My Old Home Town Is Burning!

By Roger L Simon

This Substack is called American Refugees for a reason.

Sheryl and I are American Refugees… from Los Angeles.

There are many of us and growing all over red states. I wrote a book about it with that title.

In our case, we didn’t leave because of the fires, although I had experienced several having lived in Malibu and watched the flames march down the Pacific Coast Highway to my house. It survived then, but burned to the ground the year after I left for a residence in town. (My next home also had problems: “Brushfire Over Sunset Strip Creates Havoc in West Hollywood”.)

That is why, when I learned this morning in the midst of the incredible carnage, that the absent mayor of the city, Karen Bass, off in Africa, had actually cut the fire-fighting budget and that, according to the man she had beaten for mayor, Rick Caruso, allowed the hydrants to be out of water, I shook my head.

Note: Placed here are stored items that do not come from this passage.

use std::process::ExitStatus;

/// Errors raised while querying the assistant or delivering its answer.
///
/// All of these are per-message: the pipeline's fault boundary logs them and
/// answers with the `general_error` template.
#[derive(Debug, thiserror::Error)]
pub enum AgentError {
    #[error("claude CLI not found at '{0}'; install Claude Code first")]
    NotFound(String),

    #[error("failed to spawn claude CLI: {0}")]
    Spawn(#[source] std::io::Error),

    #[error("claude CLI I/O error: {0}")]
    Io(#[from] std::io::Error),

    #[error("failed to decode stream event ({source}): {line}")]
    Decode {
        source: serde_json::Error,
        line: String,
    },

    #[error("failed to render tool input: {0}")]
    Encode(#[from] serde_json::Error),

    #[error("claude CLI exited with {status}: {stderr}")]
    Exit { status: ExitStatus, stderr: String },

    #[error("tool `{tool}` input has no string field `{field}`")]
    MalformedToolInput { tool: String, field: &'static str },

    #[error("reply send failed: {0}")]
    Reply(String),
}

But I didn’t shake it out of surprise. I shook it out of disgust. We already knew about the empty hydrants from a recent Santa Barbara fire, but apparently no one paid serious attention.

I agree with the actor James Woods who lost his house and has blamed the extent of the L. A. fires on “liberal idiots.”

It’s not just the City of Angels, of course. Those same idiots have destroyed virtually all of the most beautiful American cities all up and down the West Coast.

This doesn’t stop me from grieving for friends and family out there who are suffering from this devastation. They didn’t deserve this, not even slightly.

But I wonder—will they learn anything?

L. A. had become the world’s capital of moral narcissism and virtual signaling, that disconnect between one’s pronouncements and the results of those pronouncements that is wider than the San Andreas Fault.

Even in the midst of this, the L. A. police chief broadcast the same DEI palaver.

Woods again put it well, noting that refilling the reservoirs might have been a priority of hers in such a parched area while quoting the chief’s bio that exposes her real priorities that have nothing to do with fighting fires:

“Creating, supporting, and promoting a culture that values diversity, inclusion, and equity while striving to meet and exceed the expectations of the communities are Chief Crowley’s priorities, and she is grateful for the opportunity to serve the City of Los Angeles.”

If the citizens of the city weren’t so brainwashed, they wouldn’t be grateful. They’d be angry. When DEI becomes the focus of your fire fighters you have reached what only can be termed a civilizational low. What you want is big, husky guys who can heft heavy hoses or carry often obese people these days out of the flames. The Romans, no doubt, knew better.

Speaking of Rome, where is our supposed federal government in the midst of all this? Fiddling while it burns, as they did with storms in North Carolina and East Tennessee. Our vice president is off burning carbon from Singapore to Germany for no discernible reason other than pathetic personal self-aggrandisment while our putative president is making his new list of pardons and checking them twice, if he is capable of doing anything.

Given all that is going on, Donald Trump should have been declared president immediately after the election. The promised collegial transition has been anything but with one nasty little virtue signal after the other coming out. But more importantly, the new president is a much more capable manager. He actually is one. He would probably be out in L. A. by now, well ahead of their mayor.

No doubt there will be those who will soon be blaming the Southern California catastrophe on global warming. This too is idiotic—moral narcissism and virtue signaling gone berserk. As it happens, I have been reading Paul Johnson’s “History of the Jews” that details the contemporary documentation, other than the Bible, of The Flood. Natural disasters vastly beyond even these L. A. fires occurred several millenia before humanity industrialized.

In any case, we are where we are, a turning point of some point that this conflagration oddly symbolizes.

To the first responders in L. A. and beyond working to put an end to this catastrophe, you are God’s people. Bless you. Keep up the good work.